Among the lines of the records below, copy those that hold the word "data".

(Stored items)
-.-.-

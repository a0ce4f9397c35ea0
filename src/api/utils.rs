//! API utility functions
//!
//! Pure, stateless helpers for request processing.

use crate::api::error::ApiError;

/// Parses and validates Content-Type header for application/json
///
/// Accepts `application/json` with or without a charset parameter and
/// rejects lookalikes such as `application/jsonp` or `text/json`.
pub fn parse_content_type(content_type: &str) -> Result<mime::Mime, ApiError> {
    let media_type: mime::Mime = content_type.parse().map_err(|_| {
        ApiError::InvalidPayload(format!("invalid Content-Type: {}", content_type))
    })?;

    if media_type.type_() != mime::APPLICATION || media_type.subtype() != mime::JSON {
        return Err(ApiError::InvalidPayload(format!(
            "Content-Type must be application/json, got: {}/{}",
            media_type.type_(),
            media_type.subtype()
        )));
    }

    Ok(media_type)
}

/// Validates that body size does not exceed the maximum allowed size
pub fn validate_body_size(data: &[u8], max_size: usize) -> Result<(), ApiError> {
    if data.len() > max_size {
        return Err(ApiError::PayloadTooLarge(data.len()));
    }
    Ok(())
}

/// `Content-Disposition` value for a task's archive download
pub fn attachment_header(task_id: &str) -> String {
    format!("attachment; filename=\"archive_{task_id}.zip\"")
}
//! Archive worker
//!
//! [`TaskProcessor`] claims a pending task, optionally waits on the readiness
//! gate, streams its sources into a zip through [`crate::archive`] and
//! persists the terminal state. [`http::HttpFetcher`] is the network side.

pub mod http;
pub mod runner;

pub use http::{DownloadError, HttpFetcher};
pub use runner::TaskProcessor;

-.-.-

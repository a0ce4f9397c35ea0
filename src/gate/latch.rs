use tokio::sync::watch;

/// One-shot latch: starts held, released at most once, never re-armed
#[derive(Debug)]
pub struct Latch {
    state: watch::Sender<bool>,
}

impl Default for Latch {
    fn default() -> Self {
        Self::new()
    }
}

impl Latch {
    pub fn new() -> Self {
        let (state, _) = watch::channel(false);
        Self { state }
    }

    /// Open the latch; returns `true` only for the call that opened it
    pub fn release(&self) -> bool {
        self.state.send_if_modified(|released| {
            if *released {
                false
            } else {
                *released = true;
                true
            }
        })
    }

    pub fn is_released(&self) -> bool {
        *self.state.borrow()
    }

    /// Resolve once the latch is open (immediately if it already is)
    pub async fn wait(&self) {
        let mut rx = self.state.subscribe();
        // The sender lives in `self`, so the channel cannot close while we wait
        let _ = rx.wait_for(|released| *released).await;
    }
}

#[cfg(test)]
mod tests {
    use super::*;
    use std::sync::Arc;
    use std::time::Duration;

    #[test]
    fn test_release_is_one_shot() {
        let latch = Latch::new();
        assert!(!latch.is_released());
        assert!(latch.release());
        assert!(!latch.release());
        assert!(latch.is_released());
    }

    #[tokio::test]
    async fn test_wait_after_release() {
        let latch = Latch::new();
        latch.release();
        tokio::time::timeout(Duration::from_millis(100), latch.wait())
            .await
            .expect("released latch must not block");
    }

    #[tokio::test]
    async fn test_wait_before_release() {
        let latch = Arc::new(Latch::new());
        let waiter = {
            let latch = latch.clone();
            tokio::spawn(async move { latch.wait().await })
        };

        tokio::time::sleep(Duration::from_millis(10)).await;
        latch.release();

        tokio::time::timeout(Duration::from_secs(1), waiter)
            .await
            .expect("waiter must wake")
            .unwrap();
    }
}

-.-.-

* _THE ANSWER_
pub fn validate_body_size(data: &[u8], max_size: usize) -> Result<(), ApiError> {
    if data.len() > max_size {
        return Err(ApiError::PayloadTooLarge(data.len()));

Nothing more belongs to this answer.